◆ EXERCISE DESCRIPTION:
Match the string "requested" against each line below, and copy every line that matches.

Data extracted from a collection
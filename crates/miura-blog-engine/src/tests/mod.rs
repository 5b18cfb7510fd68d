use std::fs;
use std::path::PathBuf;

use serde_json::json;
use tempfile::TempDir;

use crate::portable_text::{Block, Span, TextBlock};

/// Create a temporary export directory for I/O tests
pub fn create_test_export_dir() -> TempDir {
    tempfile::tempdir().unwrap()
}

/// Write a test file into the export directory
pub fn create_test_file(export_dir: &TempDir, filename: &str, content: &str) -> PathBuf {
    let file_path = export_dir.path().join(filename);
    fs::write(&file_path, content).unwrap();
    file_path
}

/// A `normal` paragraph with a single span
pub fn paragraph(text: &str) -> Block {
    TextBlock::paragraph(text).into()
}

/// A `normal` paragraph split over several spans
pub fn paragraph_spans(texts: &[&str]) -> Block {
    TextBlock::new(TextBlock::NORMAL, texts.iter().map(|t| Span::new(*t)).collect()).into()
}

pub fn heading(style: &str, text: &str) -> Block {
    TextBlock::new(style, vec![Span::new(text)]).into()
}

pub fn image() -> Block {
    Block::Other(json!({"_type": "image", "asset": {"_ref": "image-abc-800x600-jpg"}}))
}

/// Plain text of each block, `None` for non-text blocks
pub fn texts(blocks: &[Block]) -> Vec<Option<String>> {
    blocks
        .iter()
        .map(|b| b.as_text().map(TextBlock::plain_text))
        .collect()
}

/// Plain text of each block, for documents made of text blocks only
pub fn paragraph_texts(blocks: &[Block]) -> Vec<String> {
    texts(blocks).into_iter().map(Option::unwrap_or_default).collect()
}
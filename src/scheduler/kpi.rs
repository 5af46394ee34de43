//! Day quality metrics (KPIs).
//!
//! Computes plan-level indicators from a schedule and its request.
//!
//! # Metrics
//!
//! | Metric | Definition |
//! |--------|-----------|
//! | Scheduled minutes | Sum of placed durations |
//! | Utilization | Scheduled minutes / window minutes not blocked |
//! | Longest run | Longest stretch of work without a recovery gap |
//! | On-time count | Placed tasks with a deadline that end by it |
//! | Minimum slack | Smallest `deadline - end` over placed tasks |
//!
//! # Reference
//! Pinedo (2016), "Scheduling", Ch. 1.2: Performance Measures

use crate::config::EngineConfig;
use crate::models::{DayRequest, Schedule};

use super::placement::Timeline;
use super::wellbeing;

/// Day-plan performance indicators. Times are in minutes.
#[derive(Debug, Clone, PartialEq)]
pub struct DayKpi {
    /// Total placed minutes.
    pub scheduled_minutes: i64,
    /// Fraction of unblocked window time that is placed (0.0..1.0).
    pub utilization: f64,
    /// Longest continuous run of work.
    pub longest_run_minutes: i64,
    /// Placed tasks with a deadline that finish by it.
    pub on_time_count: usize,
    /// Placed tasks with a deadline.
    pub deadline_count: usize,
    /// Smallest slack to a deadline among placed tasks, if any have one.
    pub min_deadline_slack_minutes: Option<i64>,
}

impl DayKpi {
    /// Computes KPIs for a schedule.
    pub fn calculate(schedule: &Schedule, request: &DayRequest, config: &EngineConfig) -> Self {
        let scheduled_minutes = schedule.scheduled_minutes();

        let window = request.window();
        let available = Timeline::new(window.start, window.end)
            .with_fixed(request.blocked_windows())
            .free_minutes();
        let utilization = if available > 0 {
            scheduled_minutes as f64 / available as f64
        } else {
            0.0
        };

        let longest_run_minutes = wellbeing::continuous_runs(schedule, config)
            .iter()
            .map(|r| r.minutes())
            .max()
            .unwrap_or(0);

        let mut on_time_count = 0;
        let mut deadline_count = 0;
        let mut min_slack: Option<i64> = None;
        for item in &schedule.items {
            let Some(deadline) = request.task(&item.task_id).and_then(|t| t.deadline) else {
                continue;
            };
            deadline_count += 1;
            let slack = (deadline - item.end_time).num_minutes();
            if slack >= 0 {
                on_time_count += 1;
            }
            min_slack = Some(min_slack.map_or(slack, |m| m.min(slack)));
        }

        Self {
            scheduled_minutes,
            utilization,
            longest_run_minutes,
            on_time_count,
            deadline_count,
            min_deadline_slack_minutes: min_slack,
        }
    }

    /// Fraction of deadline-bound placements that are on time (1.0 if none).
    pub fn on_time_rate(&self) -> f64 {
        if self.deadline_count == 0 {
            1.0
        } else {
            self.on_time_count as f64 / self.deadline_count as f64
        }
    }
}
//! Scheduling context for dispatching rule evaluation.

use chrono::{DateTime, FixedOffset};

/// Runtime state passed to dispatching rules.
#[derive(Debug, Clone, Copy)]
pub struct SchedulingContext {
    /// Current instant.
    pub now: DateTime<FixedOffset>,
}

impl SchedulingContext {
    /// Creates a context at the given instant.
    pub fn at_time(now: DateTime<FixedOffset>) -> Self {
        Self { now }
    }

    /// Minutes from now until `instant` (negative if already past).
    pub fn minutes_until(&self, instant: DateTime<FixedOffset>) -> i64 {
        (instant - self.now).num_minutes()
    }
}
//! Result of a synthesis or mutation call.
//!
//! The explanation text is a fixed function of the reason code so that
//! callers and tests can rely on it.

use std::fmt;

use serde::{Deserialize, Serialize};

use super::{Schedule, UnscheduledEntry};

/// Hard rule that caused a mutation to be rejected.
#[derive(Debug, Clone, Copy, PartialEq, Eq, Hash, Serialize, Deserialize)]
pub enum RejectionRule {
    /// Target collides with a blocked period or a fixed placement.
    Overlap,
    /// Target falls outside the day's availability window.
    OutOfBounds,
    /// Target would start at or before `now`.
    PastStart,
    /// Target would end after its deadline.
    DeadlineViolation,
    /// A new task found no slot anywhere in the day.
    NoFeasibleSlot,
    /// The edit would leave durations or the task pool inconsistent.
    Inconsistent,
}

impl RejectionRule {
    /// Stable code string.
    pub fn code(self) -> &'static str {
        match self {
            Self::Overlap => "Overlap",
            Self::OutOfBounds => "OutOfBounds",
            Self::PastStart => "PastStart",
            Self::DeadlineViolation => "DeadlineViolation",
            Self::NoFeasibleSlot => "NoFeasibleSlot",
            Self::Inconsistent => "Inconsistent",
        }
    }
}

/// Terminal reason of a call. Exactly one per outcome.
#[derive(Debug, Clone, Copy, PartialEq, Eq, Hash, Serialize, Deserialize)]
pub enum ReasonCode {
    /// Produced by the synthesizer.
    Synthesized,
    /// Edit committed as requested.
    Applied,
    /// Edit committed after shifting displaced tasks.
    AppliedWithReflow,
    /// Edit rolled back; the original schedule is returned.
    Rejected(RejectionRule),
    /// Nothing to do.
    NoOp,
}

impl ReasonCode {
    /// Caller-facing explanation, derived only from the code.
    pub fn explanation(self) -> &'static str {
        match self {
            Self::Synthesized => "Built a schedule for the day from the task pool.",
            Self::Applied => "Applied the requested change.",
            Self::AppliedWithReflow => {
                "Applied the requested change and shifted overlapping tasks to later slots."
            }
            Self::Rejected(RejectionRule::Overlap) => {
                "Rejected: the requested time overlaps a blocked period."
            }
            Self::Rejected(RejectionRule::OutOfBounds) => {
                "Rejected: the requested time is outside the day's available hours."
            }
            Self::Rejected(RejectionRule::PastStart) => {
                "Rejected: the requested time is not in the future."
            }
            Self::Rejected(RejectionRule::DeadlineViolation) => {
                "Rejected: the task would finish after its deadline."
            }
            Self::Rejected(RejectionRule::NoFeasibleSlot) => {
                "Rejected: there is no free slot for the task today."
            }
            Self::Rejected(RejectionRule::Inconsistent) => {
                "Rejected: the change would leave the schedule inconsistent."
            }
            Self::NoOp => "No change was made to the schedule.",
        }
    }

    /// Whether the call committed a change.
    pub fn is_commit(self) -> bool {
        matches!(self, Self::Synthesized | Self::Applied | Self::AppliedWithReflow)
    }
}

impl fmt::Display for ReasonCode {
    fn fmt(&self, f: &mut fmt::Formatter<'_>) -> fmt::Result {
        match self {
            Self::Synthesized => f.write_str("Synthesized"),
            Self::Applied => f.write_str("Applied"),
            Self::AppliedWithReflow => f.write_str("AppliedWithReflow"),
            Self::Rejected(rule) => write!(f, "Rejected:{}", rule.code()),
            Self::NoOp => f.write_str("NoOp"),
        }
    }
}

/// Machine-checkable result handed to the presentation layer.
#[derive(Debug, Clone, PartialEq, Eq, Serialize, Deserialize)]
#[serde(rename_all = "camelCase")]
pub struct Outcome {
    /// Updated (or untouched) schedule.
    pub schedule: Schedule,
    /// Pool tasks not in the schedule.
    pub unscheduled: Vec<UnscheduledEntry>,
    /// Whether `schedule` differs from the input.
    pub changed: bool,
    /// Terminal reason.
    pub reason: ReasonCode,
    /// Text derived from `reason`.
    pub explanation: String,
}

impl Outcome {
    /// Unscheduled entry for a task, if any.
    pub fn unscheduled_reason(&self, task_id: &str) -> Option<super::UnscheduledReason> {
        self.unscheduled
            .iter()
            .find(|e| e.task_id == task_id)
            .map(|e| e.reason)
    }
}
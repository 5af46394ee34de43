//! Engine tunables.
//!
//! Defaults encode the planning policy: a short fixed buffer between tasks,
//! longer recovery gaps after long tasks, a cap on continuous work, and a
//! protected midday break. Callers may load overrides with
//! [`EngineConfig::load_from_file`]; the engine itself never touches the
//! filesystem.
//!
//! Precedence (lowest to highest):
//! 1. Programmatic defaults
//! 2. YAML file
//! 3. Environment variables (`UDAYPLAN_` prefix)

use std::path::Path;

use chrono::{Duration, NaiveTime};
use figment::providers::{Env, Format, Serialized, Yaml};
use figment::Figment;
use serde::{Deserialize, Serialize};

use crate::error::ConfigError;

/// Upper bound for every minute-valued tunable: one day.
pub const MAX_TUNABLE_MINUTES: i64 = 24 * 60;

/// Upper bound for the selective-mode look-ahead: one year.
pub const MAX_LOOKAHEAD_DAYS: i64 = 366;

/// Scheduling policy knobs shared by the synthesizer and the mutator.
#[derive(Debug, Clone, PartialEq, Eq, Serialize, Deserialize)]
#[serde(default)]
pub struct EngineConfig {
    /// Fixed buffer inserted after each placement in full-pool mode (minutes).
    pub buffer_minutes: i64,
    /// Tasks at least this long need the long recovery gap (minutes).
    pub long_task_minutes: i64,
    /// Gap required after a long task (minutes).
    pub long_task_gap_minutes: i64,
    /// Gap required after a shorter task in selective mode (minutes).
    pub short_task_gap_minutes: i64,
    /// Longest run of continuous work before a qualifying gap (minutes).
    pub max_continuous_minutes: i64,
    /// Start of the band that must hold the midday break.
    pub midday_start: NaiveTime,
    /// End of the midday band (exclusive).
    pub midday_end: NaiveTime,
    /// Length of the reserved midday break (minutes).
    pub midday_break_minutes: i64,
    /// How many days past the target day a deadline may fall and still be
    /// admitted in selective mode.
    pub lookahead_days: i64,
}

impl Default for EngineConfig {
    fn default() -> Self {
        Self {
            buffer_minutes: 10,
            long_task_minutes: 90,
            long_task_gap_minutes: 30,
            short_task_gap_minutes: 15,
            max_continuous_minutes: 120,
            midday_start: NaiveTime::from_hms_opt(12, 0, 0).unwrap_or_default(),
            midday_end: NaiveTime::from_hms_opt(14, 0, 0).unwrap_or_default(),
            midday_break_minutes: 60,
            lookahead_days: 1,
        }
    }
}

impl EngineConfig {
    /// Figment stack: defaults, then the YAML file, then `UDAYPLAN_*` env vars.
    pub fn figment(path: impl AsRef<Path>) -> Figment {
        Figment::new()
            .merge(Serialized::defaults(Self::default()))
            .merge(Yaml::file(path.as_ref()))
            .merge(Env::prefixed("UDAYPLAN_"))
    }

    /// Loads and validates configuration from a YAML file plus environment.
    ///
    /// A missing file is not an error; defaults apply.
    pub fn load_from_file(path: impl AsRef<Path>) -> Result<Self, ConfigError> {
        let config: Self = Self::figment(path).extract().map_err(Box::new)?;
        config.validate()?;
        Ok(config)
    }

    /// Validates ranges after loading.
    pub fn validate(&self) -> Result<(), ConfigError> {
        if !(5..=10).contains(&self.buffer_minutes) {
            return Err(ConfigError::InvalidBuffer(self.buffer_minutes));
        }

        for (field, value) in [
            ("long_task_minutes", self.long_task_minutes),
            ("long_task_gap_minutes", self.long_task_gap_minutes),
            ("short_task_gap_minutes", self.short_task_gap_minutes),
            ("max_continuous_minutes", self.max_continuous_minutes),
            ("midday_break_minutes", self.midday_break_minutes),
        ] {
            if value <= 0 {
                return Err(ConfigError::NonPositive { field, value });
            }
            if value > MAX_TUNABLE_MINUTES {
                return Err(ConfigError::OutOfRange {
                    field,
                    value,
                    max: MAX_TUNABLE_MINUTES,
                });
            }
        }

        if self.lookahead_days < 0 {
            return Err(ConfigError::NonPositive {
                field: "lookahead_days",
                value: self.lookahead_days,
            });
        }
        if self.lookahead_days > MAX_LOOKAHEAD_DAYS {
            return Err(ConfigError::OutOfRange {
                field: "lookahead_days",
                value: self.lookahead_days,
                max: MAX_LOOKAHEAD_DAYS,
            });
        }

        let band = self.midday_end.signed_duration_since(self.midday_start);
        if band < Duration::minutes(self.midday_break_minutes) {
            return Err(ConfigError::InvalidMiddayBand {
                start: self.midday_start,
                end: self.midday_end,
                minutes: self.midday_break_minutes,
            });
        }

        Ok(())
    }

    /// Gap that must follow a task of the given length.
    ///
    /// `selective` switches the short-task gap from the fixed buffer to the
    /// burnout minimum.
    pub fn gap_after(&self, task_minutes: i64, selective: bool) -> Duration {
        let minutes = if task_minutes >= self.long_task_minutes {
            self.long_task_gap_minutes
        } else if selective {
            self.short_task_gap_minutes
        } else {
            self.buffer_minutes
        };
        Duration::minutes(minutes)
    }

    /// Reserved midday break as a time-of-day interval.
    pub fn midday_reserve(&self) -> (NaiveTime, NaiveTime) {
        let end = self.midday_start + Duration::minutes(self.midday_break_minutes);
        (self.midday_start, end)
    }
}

◆ RESULT OF THIS EXERCISE:
    /// Edit committed as requested.
            Self::Applied => "Applied the requested change.",
                "Applied the requested change and shifted overlapping tasks to later slots."
                "Rejected: the requested time overlaps a blocked period."
                "Rejected: the requested time is outside the day's available hours."
                "Rejected: the requested time is not in the future."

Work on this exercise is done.